Assessment of the ear with an otoscope will reveal a red, bulging tympanic membrane due to inflammation.
Patients with otitis media will experience inner ear pain or otalgia. Pain may also be referred down the side of the patient’s face, near the temporomandibular joint.
Infants and young children may be seen pulling on their affected ear when experiencing pain. They may roll their head from side to side. Loss of appetite may also occur, as sucking and chewing can aggravate inner ear pain.
Because otitis media is caused by an infection, patients will present with a fever. Patients with otitis media may also experience vomiting and diarrhea.
Patients who have an upper respiratory infection are at an increased risk of developing a middle ear infection.
Otitis media occurs more commonly in children than adults, due to difference in the anatomy of the ear in childhood.
Middle ear infections are more common in children due to the shorter, straighter, and narrower nature of the eustachian tube in the child.
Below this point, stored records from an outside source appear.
//! yt-dlp argument vector construction.
//!
//! Argument order is fixed; some yt-dlp flags are positionally sensitive,
//! and the URL must come last. Nothing here spawns a process; the
//! supervisor does that.

use std::path::Path;

use crate::core::config::SupervisorConfig;
use crate::download::platform::{Browser, Platform, PlatformProfile};
use crate::download::task::FormatOptions;

/// Format selectors that only make sense against YouTube's capability
/// model. On any other platform an explicit choice from this set is
/// discarded in favor of the platform default.
const YOUTUBE_ONLY_FORMATS: &[&str] = &["bv*+ba", "bv[ext=mp4]+ba[ext=m4a]", "bv*[height<=1080]+ba"];

/// Build the full argument vector for one download.
///
/// Order: baseline flags, platform special args, cookie source, format
/// selection, audio extraction, subtitles, output template, URL.
pub fn build_args(
    config: &SupervisorConfig,
    profile: &PlatformProfile,
    url: &str,
    output_dir: &Path,
    options: &FormatOptions,
    browser: Option<Browser>,
) -> Vec<String> {
    let mut args: Vec<String> = vec![
        "--progress".to_string(),
        "--no-overwrites".to_string(),
        "--ffmpeg-location".to_string(),
        config.ffmpeg_bin.display().to_string(),
        "--verbose".to_string(),
        // Titles may contain CJK and punctuation; keep them.
        "--no-restrict-filenames".to_string(),
        "--encoding".to_string(),
        "utf-8".to_string(),
    ];

    if !profile.special_args.is_empty() {
        args.extend(profile.special_args.iter().map(|s| (*s).to_string()));
        log::debug!(
            "Added {} special args for platform {}",
            profile.special_args.len(),
            profile.platform.as_str()
        );
    }

    if profile.requires_cookies {
        if let Some(browser) = browser {
            args.push("--cookies-from-browser".to_string());
            args.push(browser.id().to_string());
            log::debug!("Using cookies from {}", browser.id());
        }
    }

    push_format_args(&mut args, profile, options);

    if let Some(audio) = &options.audio {
        args.extend(
            [
                "-x",
                "--audio-format",
                "mp3",
                "--audio-quality",
                audio.bitrate.as_str(),
                "--postprocessor-args",
                "-codec:a libmp3lame",
            ]
            .map(String::from),
        );
    }

    if options.subtitles {
        args.extend(
            ["--write-subs", "--sub-langs", "all", "--convert-subs", "srt"].map(String::from),
        );
    }

    args.push("-o".to_string());
    args.push(output_dir.join("%(title)s.%(ext)s").display().to_string());

    args.push(url.to_string());
    args
}

/// Format selection with the YouTube-only downgrade rule.
fn push_format_args(args: &mut Vec<String>, profile: &PlatformProfile, options: &FormatOptions) {
    match options.format.as_deref() {
        Some(format)
            if profile.platform != Platform::Youtube && YOUTUBE_ONLY_FORMATS.contains(&format) =>
        {
            // Explicit choice does not apply here; downgrade, don't fail.
            if let Some(default) = profile.default_format {
                log::debug!(
                    "Platform {} does not support format {}, using platform default {}",
                    profile.platform.as_str(),
                    format,
                    default
                );
                args.push("-f".to_string());
                args.push(default.to_string());
            } else {
                log::debug!(
                    "Platform {} does not support format {}, letting yt-dlp auto-select",
                    profile.platform.as_str(),
                    format
                );
            }
        }
        Some(format) => {
            args.push("-f".to_string());
            args.push(format.to_string());
        }
        None => {
            if let Some(default) = profile.default_format {
                args.push("-f".to_string());
                args.push(default.to_string());
            }
            // Otherwise yt-dlp picks the best format itself.
        }
    }
}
Conductive hearing loss may occur in chronic cases of otitis media. Hearing loss may be due to chronic inflammation, perforation of the tympanic membrane, or damage to the anatomy of the inner ear.
Exposure to passive smoke increases bacterial adherence in the respiratory tract and can suppress the immune system and decrease the effectiveness of protective cilia. Therefore, a child who lives with one or more people who smoke is at an increased risk of developing otitis media.